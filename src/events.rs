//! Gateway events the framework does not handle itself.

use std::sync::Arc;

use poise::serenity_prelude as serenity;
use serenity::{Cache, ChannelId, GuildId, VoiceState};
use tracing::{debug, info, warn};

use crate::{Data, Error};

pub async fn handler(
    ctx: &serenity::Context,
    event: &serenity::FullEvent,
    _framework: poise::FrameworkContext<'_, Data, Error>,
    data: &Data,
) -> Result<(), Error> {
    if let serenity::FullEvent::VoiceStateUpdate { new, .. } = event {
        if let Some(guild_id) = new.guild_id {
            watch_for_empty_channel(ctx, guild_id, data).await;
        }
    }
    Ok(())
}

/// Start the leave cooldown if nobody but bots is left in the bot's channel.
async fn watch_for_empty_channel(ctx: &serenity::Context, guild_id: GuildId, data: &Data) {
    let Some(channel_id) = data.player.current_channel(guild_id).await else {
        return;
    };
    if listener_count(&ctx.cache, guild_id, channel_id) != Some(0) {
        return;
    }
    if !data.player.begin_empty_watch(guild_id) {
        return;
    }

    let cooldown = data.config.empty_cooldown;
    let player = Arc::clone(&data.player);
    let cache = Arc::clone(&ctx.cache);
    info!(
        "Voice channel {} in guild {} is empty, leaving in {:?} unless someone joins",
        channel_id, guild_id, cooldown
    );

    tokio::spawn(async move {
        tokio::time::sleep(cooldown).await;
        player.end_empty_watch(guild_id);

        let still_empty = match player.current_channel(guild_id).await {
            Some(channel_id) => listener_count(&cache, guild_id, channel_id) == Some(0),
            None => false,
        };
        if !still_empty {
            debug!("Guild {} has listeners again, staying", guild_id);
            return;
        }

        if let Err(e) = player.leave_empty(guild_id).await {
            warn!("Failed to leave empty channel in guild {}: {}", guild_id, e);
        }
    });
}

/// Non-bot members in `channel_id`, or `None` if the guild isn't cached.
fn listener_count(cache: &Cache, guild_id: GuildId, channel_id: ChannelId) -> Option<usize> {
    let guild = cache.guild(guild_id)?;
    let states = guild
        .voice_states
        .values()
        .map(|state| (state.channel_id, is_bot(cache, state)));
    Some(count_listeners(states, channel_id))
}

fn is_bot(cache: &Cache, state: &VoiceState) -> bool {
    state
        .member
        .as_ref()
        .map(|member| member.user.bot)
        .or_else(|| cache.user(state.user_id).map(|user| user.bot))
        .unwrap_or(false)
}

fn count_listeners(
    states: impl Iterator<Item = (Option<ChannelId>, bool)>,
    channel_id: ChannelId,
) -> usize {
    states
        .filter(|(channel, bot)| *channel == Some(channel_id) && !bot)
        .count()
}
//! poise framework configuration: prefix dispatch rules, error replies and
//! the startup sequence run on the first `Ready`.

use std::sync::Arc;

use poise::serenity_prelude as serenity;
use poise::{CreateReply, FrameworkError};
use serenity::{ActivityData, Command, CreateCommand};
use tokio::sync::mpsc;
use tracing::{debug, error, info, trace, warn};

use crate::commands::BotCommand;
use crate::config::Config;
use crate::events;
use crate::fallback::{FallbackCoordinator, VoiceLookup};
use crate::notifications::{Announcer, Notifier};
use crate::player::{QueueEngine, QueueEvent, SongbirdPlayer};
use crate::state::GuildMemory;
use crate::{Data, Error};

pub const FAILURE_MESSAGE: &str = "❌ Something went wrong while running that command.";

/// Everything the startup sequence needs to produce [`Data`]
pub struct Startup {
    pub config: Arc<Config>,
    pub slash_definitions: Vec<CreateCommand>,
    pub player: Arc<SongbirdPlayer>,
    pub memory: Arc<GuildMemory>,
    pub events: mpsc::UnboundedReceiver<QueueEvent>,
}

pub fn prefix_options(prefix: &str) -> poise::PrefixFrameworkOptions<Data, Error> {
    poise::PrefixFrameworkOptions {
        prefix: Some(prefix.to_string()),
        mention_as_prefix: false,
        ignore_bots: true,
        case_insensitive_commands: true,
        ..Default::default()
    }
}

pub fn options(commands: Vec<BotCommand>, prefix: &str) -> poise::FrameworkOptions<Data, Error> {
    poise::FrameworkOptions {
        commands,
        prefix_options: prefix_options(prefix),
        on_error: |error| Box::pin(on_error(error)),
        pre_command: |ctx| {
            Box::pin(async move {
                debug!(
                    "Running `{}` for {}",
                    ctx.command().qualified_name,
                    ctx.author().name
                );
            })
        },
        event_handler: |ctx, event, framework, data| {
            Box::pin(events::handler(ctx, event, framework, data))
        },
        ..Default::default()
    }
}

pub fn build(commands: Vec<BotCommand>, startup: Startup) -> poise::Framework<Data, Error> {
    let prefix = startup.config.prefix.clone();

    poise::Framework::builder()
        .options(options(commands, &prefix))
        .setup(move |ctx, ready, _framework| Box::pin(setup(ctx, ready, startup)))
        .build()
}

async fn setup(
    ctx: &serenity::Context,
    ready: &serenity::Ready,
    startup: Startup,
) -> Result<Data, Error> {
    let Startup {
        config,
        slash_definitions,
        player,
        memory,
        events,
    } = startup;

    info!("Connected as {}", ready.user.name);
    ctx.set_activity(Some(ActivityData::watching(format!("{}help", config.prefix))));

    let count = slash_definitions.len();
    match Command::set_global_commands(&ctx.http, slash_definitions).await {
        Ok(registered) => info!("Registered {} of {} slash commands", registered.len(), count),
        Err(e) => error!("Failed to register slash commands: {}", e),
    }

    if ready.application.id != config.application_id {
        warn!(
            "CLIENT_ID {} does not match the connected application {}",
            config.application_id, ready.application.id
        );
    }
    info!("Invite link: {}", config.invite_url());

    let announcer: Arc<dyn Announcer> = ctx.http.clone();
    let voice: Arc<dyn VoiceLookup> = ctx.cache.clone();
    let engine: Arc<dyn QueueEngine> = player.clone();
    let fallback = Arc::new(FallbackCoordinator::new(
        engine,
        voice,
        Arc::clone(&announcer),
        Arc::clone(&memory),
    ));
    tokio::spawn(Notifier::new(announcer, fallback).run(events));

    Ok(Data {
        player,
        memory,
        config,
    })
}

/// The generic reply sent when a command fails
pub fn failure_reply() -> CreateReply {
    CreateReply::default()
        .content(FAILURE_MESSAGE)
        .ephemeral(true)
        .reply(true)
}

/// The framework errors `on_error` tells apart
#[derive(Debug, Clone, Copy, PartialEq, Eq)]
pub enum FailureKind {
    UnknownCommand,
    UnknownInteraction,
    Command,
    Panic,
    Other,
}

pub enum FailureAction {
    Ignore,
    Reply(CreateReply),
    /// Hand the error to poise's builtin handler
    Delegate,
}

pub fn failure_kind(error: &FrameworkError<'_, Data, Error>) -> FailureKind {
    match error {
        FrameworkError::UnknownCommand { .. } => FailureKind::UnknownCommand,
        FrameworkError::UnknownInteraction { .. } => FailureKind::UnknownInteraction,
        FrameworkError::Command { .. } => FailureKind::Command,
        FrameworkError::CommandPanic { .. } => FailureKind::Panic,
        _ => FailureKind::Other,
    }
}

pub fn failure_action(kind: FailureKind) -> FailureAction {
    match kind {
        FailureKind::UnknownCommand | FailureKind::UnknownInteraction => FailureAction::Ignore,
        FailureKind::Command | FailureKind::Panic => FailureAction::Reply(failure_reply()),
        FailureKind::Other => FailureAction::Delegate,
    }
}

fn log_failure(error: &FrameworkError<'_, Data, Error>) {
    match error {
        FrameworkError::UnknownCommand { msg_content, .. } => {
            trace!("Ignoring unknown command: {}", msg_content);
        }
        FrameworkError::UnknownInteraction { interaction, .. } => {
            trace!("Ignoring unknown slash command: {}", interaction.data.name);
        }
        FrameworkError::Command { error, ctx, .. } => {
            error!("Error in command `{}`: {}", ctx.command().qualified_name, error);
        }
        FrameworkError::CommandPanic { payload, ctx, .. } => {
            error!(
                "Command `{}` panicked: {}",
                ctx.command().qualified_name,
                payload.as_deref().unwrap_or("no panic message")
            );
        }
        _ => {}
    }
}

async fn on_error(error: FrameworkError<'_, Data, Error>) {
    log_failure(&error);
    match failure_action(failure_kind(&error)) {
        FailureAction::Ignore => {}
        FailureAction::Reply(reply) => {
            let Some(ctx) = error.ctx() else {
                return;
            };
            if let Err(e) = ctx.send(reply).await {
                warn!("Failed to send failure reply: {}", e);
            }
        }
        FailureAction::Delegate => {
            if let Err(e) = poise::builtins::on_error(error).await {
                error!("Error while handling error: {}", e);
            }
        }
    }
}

> [Try it]: Write the lines out exactly, from the one with "payload, ctx, .." down to the last line of the listing, and leave out all others.

> [Answer box]:
        FrameworkError::CommandPanic { payload, ctx, .. } => {
            error!(
                "Command `{}` panicked: {}",
                ctx.command().qualified_name,
                payload.as_deref().unwrap_or("no panic message")
            );
        }
        _ => {}
    }
}

async fn on_error(error: FrameworkError<'_, Data, Error>) {
    log_failure(&error);
    match failure_action(failure_kind(&error)) {
        FailureAction::Ignore => {}
        FailureAction::Reply(reply) => {
            let Some(ctx) = error.ctx() else {
                return;
            };
            if let Err(e) = ctx.send(reply).await {
                warn!("Failed to send failure reply: {}", e);
            }
        }
        FailureAction::Delegate => {
            if let Err(e) = poise::builtins::on_error(error).await {
                error!("Error while handling error: {}", e);
            }
        }
    }
}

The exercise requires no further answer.